WORK TASK ::
What lines in the entries below contain the word "IntoResponse"? Copy all of them.
● ● ● ●
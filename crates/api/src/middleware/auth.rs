//! Authentication middleware for protected routes.

use axum::{
    Json,
    extract::{FromRequestParts, Request, State},
    http::{StatusCode, header::AUTHORIZATION, request::Parts},
    middleware::Next,
    response::{IntoResponse, Response},
};
use serde_json::json;

use crate::AppState;
use gasto_core::policy::{Actor, Role};
use gasto_shared::Claims;

/// Extracts the bearer token from the Authorization header.
fn extract_bearer_token(header: &str) -> Option<&str> {
    header
        .strip_prefix("Bearer ")
        .or_else(|| header.strip_prefix("bearer "))
}

/// Authentication middleware that validates JWT tokens.
///
/// This middleware:
/// 1. Extracts the Bearer token from the Authorization header
/// 2. Validates the token using the JWT service
/// 3. Stores the claims in request extensions for handlers to access
pub async fn auth_middleware(
    State(state): State<AppState>,
    mut request: Request,
    next: Next,
) -> Response {
    let auth_header = request
        .headers()
        .get(AUTHORIZATION)
        .and_then(|h| h.to_str().ok());

    let Some(token) = auth_header.and_then(extract_bearer_token) else {
        return (
            StatusCode::UNAUTHORIZED,
            Json(json!({
                "error": "missing_token",
                "message": "Authorization header with Bearer token is required"
            })),
        )
            .into_response();
    };

    match state.jwt_service.validate_token(token) {
        // Refresh tokens are only accepted by the rotation endpoint.
        Ok(claims) if claims.is_access() => {
            request.extensions_mut().insert(claims);
            next.run(request).await
        }
        Ok(_) => (
            StatusCode::UNAUTHORIZED,
            Json(json!({
                "error": "invalid_token",
                "message": "A refresh token cannot be used to call the API"
            })),
        )
            .into_response(),
        Err(e) => {
            let (status, error, message) = match e {
                gasto_shared::JwtError::Expired => (
                    StatusCode::UNAUTHORIZED,
                    "token_expired",
                    "Token has expired",
                ),
                _ => (
                    StatusCode::UNAUTHORIZED,
                    "invalid_token",
                    "Invalid or malformed token",
                ),
            };

            (status, Json(json!({ "error": error, "message": message }))).into_response()
        }
    }
}

/// Extractor for authenticated user claims.
///
/// Use this in handlers to get the authenticated user's claims:
///
/// ```ignore
/// async fn handler(auth: AuthUser) -> impl IntoResponse {
///     let actor = auth.actor();
///     // ...
/// }
/// ```
#[derive(Debug, Clone)]
pub struct AuthUser(pub Claims);

impl AuthUser {
    /// Returns the user ID from the claims.
    #[must_use]
    pub fn user_id(&self) -> uuid::Uuid {
        self.0.user_id()
    }

    /// Returns the company ID from the claims.
    #[must_use]
    pub fn company_id(&self) -> uuid::Uuid {
        self.0.company_id()
    }

    /// Returns the policy actor for this user.
    ///
    /// Unknown role strings degrade to the regular user role.
    #[must_use]
    pub fn actor(&self) -> Actor {
        let role = Role::parse(&self.0.role).unwrap_or(Role::User);
        Actor::new(self.user_id(), self.company_id(), role)
    }
}

impl<S> FromRequestParts<S> for AuthUser
where
    S: Send + Sync,
{
    type Rejection = (StatusCode, Json<serde_json::Value>);

    async fn from_request_parts(parts: &mut Parts, _state: &S) -> Result<Self, Self::Rejection> {
        parts
            .extensions
            .get::<Claims>()
            .cloned()
            .map(AuthUser)
            .ok_or_else(|| {
                (
                    StatusCode::UNAUTHORIZED,
                    Json(json!({
                        "error": "unauthorized",
                        "message": "Authentication required"
                    })),
                )
            })
    }
}

#[cfg(test)]
mod tests {
    use rstest::rstest;

    use super::*;

    #[rstest]
    #[case("Bearer abc", Some("abc"))]
    #[case("bearer abc", Some("abc"))]
    #[case("Basic abc", None)]
    #[case("Bearer", None)]
    #[case("", None)]
    fn test_extract_bearer_token(#[case] header: &str, #[case] expected: Option<&str>) {
        assert_eq!(extract_bearer_token(header), expected);
    }
}
//! Database migration runner.
//!
//! Usage: `DATABASE_URL=postgres://... migrator`

use gasto_db::migration::Migrator;
use sea_orm_migration::prelude::*;

#[tokio::main]
async fn main() {
    dotenvy::dotenv().ok();
    cli::run_cli(Migrator).await;
}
● ● ● ●
EXERCISE RESPONSE ::
    response::{IntoResponse, Response},
/// async fn handler(auth: AuthUser) -> impl IntoResponse {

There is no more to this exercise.